Table 2 presents the correlation between raters’ total scores. Moderate to strong positive correlation between raters’ mean scores were found in the pretest. Mean scores between raters in most pairs were strongly correlated, except in pair two and three where there is a positive moderate correlation between raters’ mean scores. In the posttest, mean scores between raters in the other pairs were strongly correlated. However, very weak correlation was also found between raters’ mean scores in pair two.
4. DISCUSSION
We found a strong consistency in grading and correlation between raters’ scores for residents’ performances in the POSCE. This would suggest that POSCE is able to consistently measure the candidates’ professional behaviors across different raters.

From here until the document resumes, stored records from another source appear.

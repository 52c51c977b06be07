//! Uniform cubical grid over a rectangular domain.
//!
//! Cells are numbered in mixed radix with the first axis varying fastest
//! (column-major), so `index(coordinates(i)) == i` for every cell.

use crate::geometry::rect::Rect;
use crate::morse_error::MorseError;
use itertools::Itertools;
use serde::{Deserialize, Serialize};
use std::collections::BTreeSet;

/// Plain-data description of a grid, used for (de)serialization.
#[derive(Clone, Debug, PartialEq, Serialize, Deserialize)]
pub struct GridBounds {
    pub lower_bounds: Vec<f64>,
    pub upper_bounds: Vec<f64>,
    pub grid_size: Vec<usize>,
}

/// Immutable uniform grid of `∏ grid_size[k]` cubes.
#[derive(Clone, Debug, PartialEq, Serialize, Deserialize)]
#[serde(try_from = "GridBounds", into = "GridBounds")]
pub struct CubicalGrid {
    lower_bounds: Vec<f64>,
    upper_bounds: Vec<f64>,
    grid_size: Vec<usize>,
    cube_sizes: Vec<f64>,
    num_cells: usize,
}

impl CubicalGrid {
    /// Validate the bounds and build the grid.
    ///
    /// # Errors
    /// [`MorseError::InvalidGrid`] if the dimension is zero, a lower bound is not
    /// strictly below its upper bound, or some axis has zero cells;
    /// [`MorseError::DimensionMismatch`] if the three vectors differ in length.
    pub fn new(
        lower_bounds: Vec<f64>,
        upper_bounds: Vec<f64>,
        grid_size: Vec<usize>,
    ) -> Result<Self, MorseError> {
        let dim = lower_bounds.len();
        if dim == 0 {
            return Err(MorseError::InvalidGrid("dimension must be non-zero".into()));
        }
        for len in [upper_bounds.len(), grid_size.len()] {
            if len != dim {
                return Err(MorseError::DimensionMismatch {
                    expected: dim,
                    found: len,
                });
            }
        }
        for k in 0..dim {
            if !(lower_bounds[k] < upper_bounds[k]) {
                return Err(MorseError::InvalidGrid(format!(
                    "axis {k}: lower bound {} must be below upper bound {}",
                    lower_bounds[k], upper_bounds[k]
                )));
            }
            if grid_size[k] == 0 {
                return Err(MorseError::InvalidGrid(format!(
                    "axis {k}: grid size must be positive"
                )));
            }
        }
        let cube_sizes = (0..dim)
            .map(|k| (upper_bounds[k] - lower_bounds[k]) / grid_size[k] as f64)
            .collect();
        let num_cells = grid_size.iter().product();
        Ok(Self {
            lower_bounds,
            upper_bounds,
            grid_size,
            cube_sizes,
            num_cells,
        })
    }

    /// Space dimension.
    #[inline]
    pub fn dimension(&self) -> usize {
        self.lower_bounds.len()
    }

    /// Number of cells.
    #[inline]
    pub fn size(&self) -> usize {
        self.num_cells
    }

    #[inline]
    pub fn lower_bounds(&self) -> &[f64] {
        &self.lower_bounds
    }

    #[inline]
    pub fn upper_bounds(&self) -> &[f64] {
        &self.upper_bounds
    }

    #[inline]
    pub fn grid_size(&self) -> &[usize] {
        &self.grid_size
    }

    #[inline]
    pub fn cube_sizes(&self) -> &[f64] {
        &self.cube_sizes
    }

    /// Integer coordinates of cell `index` (first axis fastest).
    ///
    /// Outside `[0, size())` the result is meaningless; use
    /// [`try_coordinates`](Self::try_coordinates) for checked access.
    pub fn coordinates(&self, index: usize) -> Vec<usize> {
        let mut rest = index;
        self.grid_size
            .iter()
            .map(|&n| {
                let c = rest % n;
                rest /= n;
                c
            })
            .collect()
    }

    /// Cell index of integer coordinates `coords`.
    pub fn index(&self, coords: &[usize]) -> usize {
        coords
            .iter()
            .zip(&self.grid_size)
            .rev()
            .fold(0, |acc, (&c, &n)| acc * n + c)
    }

    pub fn try_coordinates(&self, index: usize) -> Result<Vec<usize>, MorseError> {
        if index >= self.num_cells {
            return Err(MorseError::CellOutOfRange {
                index,
                num_cells: self.num_cells,
            });
        }
        Ok(self.coordinates(index))
    }

    pub fn try_index(&self, coords: &[usize]) -> Result<usize, MorseError> {
        if coords.len() != self.dimension() {
            return Err(MorseError::DimensionMismatch {
                expected: self.dimension(),
                found: coords.len(),
            });
        }
        for (axis, (&coord, &size)) in coords.iter().zip(&self.grid_size).enumerate() {
            if coord >= size {
                return Err(MorseError::CoordinateOutOfRange { axis, coord, size });
            }
        }
        Ok(self.index(coords))
    }

    /// Real coordinates of the minimum corner of a cell.
    pub fn min_vertex(&self, index: usize) -> Vec<f64> {
        self.coordinates(index)
            .iter()
            .enumerate()
            .map(|(k, &c)| self.lower_bounds[k] + c as f64 * self.cube_sizes[k])
            .collect()
    }

    /// Real coordinates of the maximum corner of a cell.
    pub fn max_vertex(&self, index: usize) -> Vec<f64> {
        self.coordinates(index)
            .iter()
            .enumerate()
            .map(|(k, &c)| self.lower_bounds[k] + (c + 1) as f64 * self.cube_sizes[k])
            .collect()
    }

    /// The cell as a closed rectangle `min_vertex ++ max_vertex`.
    pub fn cell_box(&self, index: usize) -> Rect {
        let mut bounds = self.min_vertex(index);
        bounds.extend(self.max_vertex(index));
        Rect::from_vec_unchecked(bounds)
    }

    /// Every cell whose closed cube meets `rect`, clipped to the grid.
    /// A box with a NaN bound covers nothing.
    ///
    /// Per axis the first coordinate is `ceil((lo - lower) / h) - 1` so that a
    /// box starting exactly on a grid line also picks up the cell to its left;
    /// the last coordinate is `floor((hi - lower) / h)`. With `padding` both ends
    /// move out by one cell before clipping. A box lying entirely outside the
    /// domain on any axis covers nothing, with or without padding.
    ///
    /// The box must have the grid's dimension; see [`try_grid_cover`](Self::try_grid_cover).
    pub fn grid_cover(&self, rect: &Rect, padding: bool) -> BTreeSet<usize> {
        let dim = self.dimension();
        let (lo, hi) = (rect.lower(), rect.upper());
        if rect.as_slice().iter().any(|b| b.is_nan()) {
            return BTreeSet::new();
        }
        for k in 0..dim {
            if hi[k] < self.lower_bounds[k] || lo[k] > self.upper_bounds[k] {
                return BTreeSet::new();
            }
        }
        let pad = if padding { 1.0 } else { 0.0 };
        let mut ranges = Vec::with_capacity(dim);
        for k in 0..dim {
            // clamp in floating point; far-away bounds must not overflow the cast
            let top = (self.grid_size[k] - 1) as f64;
            let first = ((lo[k] - self.lower_bounds[k]) / self.cube_sizes[k]).ceil() - 1.0 - pad;
            let last = ((hi[k] - self.lower_bounds[k]) / self.cube_sizes[k]).floor() + pad;
            let first = first.max(0.0);
            let last = last.min(top);
            if first > last {
                return BTreeSet::new();
            }
            ranges.push(first as usize..=last as usize);
        }
        ranges
            .into_iter()
            .multi_cartesian_product()
            .map(|coords| self.index(&coords))
            .collect()
    }

    /// Dimension-checked [`grid_cover`](Self::grid_cover).
    pub fn try_grid_cover(&self, rect: &Rect, padding: bool) -> Result<BTreeSet<usize>, MorseError> {
        rect.check_dim(self.dimension())?;
        Ok(self.grid_cover(rect, padding))
    }

    /// The single cell hosting point `x`, or `None` outside the closed domain.
    ///
    /// Half-open per axis, `[lo, lo + h)`, except that the upper domain face
    /// belongs to the last cell.
    pub fn cell_containing(&self, x: &[f64]) -> Option<usize> {
        if x.len() != self.dimension() {
            return None;
        }
        let mut coords = Vec::with_capacity(x.len());
        for (k, &v) in x.iter().enumerate() {
            if v < self.lower_bounds[k] || v > self.upper_bounds[k] || v.is_nan() {
                return None;
            }
            let c = ((v - self.lower_bounds[k]) / self.cube_sizes[k]).floor() as usize;
            coords.push(c.min(self.grid_size[k] - 1));
        }
        Some(self.index(&coords))
    }
}

impl TryFrom<GridBounds> for CubicalGrid {
    type Error = MorseError;

    fn try_from(b: GridBounds) -> Result<Self, Self::Error> {
        CubicalGrid::new(b.lower_bounds, b.upper_bounds, b.grid_size)
    }
}

impl From<CubicalGrid> for GridBounds {
    fn from(g: CubicalGrid) -> Self {
        GridBounds {
            lower_bounds: g.lower_bounds,
            upper_bounds: g.upper_bounds,
            grid_size: g.grid_size,
        }
    }
}

#[cfg(test)]
mod tests {
    use super::*;

    fn unit_line(n: usize) -> CubicalGrid {
        CubicalGrid::new(vec![0.0], vec![1.0], vec![n]).unwrap()
    }

    #[test]
    fn first_axis_varies_fastest() {
        let g = CubicalGrid::new(vec![0.0, 0.0], vec![1.0, 1.0], vec![3, 2]).unwrap();
        assert_eq!(g.size(), 6);
        assert_eq!(g.coordinates(0), vec![0, 0]);
        assert_eq!(g.coordinates(1), vec![1, 0]);
        assert_eq!(g.coordinates(3), vec![0, 1]);
        assert_eq!(g.index(&[2, 1]), 5);
    }

    #[test]
    fn vertices_of_a_cell() {
        let g = CubicalGrid::new(vec![-1.0, 0.0], vec![1.0, 4.0], vec![4, 2]).unwrap();
        assert_eq!(g.cube_sizes(), &[0.5, 2.0]);
        assert_eq!(g.min_vertex(5), vec![-0.5, 2.0]);
        assert_eq!(g.max_vertex(5), vec![0.0, 4.0]);
        assert_eq!(g.cell_box(5).as_slice(), &[-0.5, 2.0, 0.0, 4.0]);
    }

    #[test]
    fn rejects_bad_configuration() {
        assert!(matches!(
            CubicalGrid::new(vec![], vec![], vec![]),
            Err(MorseError::InvalidGrid(_))
        ));
        assert!(matches!(
            CubicalGrid::new(vec![1.0], vec![0.0], vec![2]),
            Err(MorseError::InvalidGrid(_))
        ));
        assert!(matches!(
            CubicalGrid::new(vec![0.0], vec![1.0], vec![0]),
            Err(MorseError::InvalidGrid(_))
        ));
        assert!(matches!(
            CubicalGrid::new(vec![0.0], vec![1.0, 2.0], vec![2]),
            Err(MorseError::DimensionMismatch { .. })
        ));
    }

    #[test]
    fn cover_straddling_two_cells() {
        let g = unit_line(4);
        let r = Rect::new(vec![0.2, 0.3]).unwrap();
        assert_eq!(g.grid_cover(&r, false), BTreeSet::from([0, 1]));
    }

    #[test]
    fn cover_left_edge_on_grid_line_includes_left_neighbor() {
        let g = unit_line(4);
        // lo exactly on the 0.5 line: ceil(2) - 1 = 1
        let r = Rect::new(vec![0.5, 0.6]).unwrap();
        assert_eq!(g.grid_cover(&r, false), BTreeSet::from([1, 2]));
        // hi exactly on the 0.5 line: floor(2) = 2
        let r = Rect::new(vec![0.3, 0.5]).unwrap();
        assert_eq!(g.grid_cover(&r, false), BTreeSet::from([1, 2]));
    }

    #[test]
    fn cover_interior_box_and_padding() {
        let g = unit_line(8);
        let r = Rect::new(vec![0.40, 0.45]).unwrap();
        assert_eq!(g.grid_cover(&r, false), BTreeSet::from([3]));
        assert_eq!(g.grid_cover(&r, true), BTreeSet::from([2, 3, 4]));
    }

    #[test]
    fn cover_clips_to_domain() {
        let g = unit_line(4);
        let r = Rect::new(vec![-5.0, 0.1]).unwrap();
        assert_eq!(g.grid_cover(&r, true), BTreeSet::from([0, 1]));
        let r = Rect::new(vec![0.9, 7.0]).unwrap();
        assert_eq!(g.grid_cover(&r, false), BTreeSet::from([3]));
    }

    #[test]
    fn cover_far_out_of_range_bounds() {
        let g = unit_line(4);
        let r = Rect::new(vec![-1e30, 0.3]).unwrap();
        assert_eq!(g.grid_cover(&r, false), BTreeSet::from([0, 1]));
        let r = Rect::new(vec![-1e19, 0.3]).unwrap();
        assert_eq!(g.grid_cover(&r, true), BTreeSet::from([0, 1, 2]));
        let r = Rect::new(vec![0.6, 1e30]).unwrap();
        assert_eq!(g.grid_cover(&r, false), BTreeSet::from([2, 3]));
        assert_eq!(g.grid_cover(&r, true), BTreeSet::from([1, 2, 3]));
        let r = Rect::new(vec![f64::NEG_INFINITY, f64::INFINITY]).unwrap();
        assert_eq!(g.grid_cover(&r, false), BTreeSet::from([0, 1, 2, 3]));
    }

    #[test]
    fn cover_with_nan_bound_is_empty() {
        let g = unit_line(4);
        let r = Rect::centered(&[f64::NAN], &[0.1]);
        assert!(g.grid_cover(&r, false).is_empty());
        assert!(g.grid_cover(&r, true).is_empty());
    }

    #[test]
    fn cover_outside_is_empty() {
        let g = CubicalGrid::new(vec![0.0, 0.0], vec![1.0, 1.0], vec![4, 4]).unwrap();
        let r = Rect::from_bounds(&[0.2, 1.5], &[0.4, 2.0]).unwrap();
        assert!(g.grid_cover(&r, false).is_empty());
        assert!(g.grid_cover(&r, true).is_empty());
        let r = Rect::from_bounds(&[-2.0, 0.2], &[-1.0, 0.3]).unwrap();
        assert!(g.grid_cover(&r, true).is_empty());
    }

    #[test]
    fn dimension_checked_cover() {
        let g = unit_line(4);
        let r = Rect::from_bounds(&[0.0, 0.0], &[1.0, 1.0]).unwrap();
        assert!(matches!(
            g.try_grid_cover(&r, false),
            Err(MorseError::DimensionMismatch { expected: 1, found: 2 })
        ));
    }

    #[test]
    fn point_host_cell() {
        let g = unit_line(4);
        assert_eq!(g.cell_containing(&[0.0]), Some(0));
        assert_eq!(g.cell_containing(&[0.25]), Some(1));
        assert_eq!(g.cell_containing(&[1.0]), Some(3));
        assert_eq!(g.cell_containing(&[1.5]), None);
    }

    #[test]
    fn serde_round_trip_validates() {
        let g = CubicalGrid::new(vec![0.0, -1.0], vec![2.0, 1.0], vec![4, 8]).unwrap();
        let json = serde_json::to_string(&g).unwrap();
        let back: CubicalGrid = serde_json::from_str(&json).unwrap();
        assert_eq!(back, g);
        let bad = r#"{"lower_bounds":[1.0],"upper_bounds":[0.0],"grid_size":[2]}"#;
        assert!(serde_json::from_str::<CubicalGrid>(bad).is_err());
    }
}
//! Command-line layer: argument parsing, command handlers, terminal output
//! and publishing of the generated report.

use std::process::ExitCode;

use anyhow::Result;

mod args;
mod commands;
mod exit_status;
pub mod publish;
pub mod report;
mod run;

pub use args::{Arguments, Command, CommonArgs, GenerateCommand};
pub use exit_status::ExitStatus;

pub fn run_cli(args: Arguments) -> Result<ExitCode> {
    let Some(args) = args.with_command_or_help() else {
        return Ok(ExitStatus::Success.into());
    };

    run::run(args).map(ExitCode::from)
}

The finding from this study implied the important role of analytic rubrics in achieving high consensus among raters. When using holistic rubrics, raters are believed to use their intuition to rapidly decide which category a performance falls into [6]. However, raters still analyzed what they have observed and later, applied their personal experiences to make their assignment of scores since holistic rubric provides raters with a few of what constitutes a professional behavior4. This might increase subjectiveness, thus, cause more differences among raters in evaluation of professional behaviors [4]. Therefore, the analytic rubrics comprising case-relevant marking items and behavioral descriptors that guide the raters’ judgment might have lessened the raters’ bias and improved the inter-rater agreement.
Lack of consensus among raters might reduce the raters’ consistency in assigning scores [8]. This argument has been supported by this study. It found that most differences in total scores assigned by the pairs of raters, in which one of them was the belatedly-recruited for the POSCE posttest. Given that prior to the OSCE posttest, only these raters were involved in the training. Lack of discussion to reach consensus on how to assign scores among the former and the later raters might have caused raters’ gaps despite the similar training on grading professional behaviors.
This study suggests that analytic rubrics together with several features of raters’ training might improve the raters’ consistency. First, practical section should be included, in which raters are exposed to candidates’ samples of real performances to practice rating using the rubrics. Video clips can be an effective mean for practice if they clearly demonstrate performances at each mastery level on the rubrics. At the end of the practicing session, it is essential for all raters to compare their scores with the others’ for the same encounters and open discussions on the reasons for any discrepancies in scoring [8]. This can trigger a reaching consensus process, which is valuable in bridging the gaps between raters.
Nonetheless, this is a cross-sectional study. It is impossible to conclude to what extent those abovementioned factors influenced the inter-rater reliability. Moreover, there might be other factors that affect the inter-rater reliability such as raters’ professional backgrounds. Therefore, future studies should investigate multiple factors and their extent to which they affect raters’ consensus in rating in POSCE. Understanding these factors helps better manage the rater effects in POSCE and other performance-based assessments of professionalism.
5. CONCLUSION
FM POSCE can is able to consistently measure the candidates’ professional behaviors across different raters. Using analytic rubrics and features of raters’ training which facilitates raters’ practice of rating and discussion on discrepancies in scoring among raters might help improve the inter-rater reliability.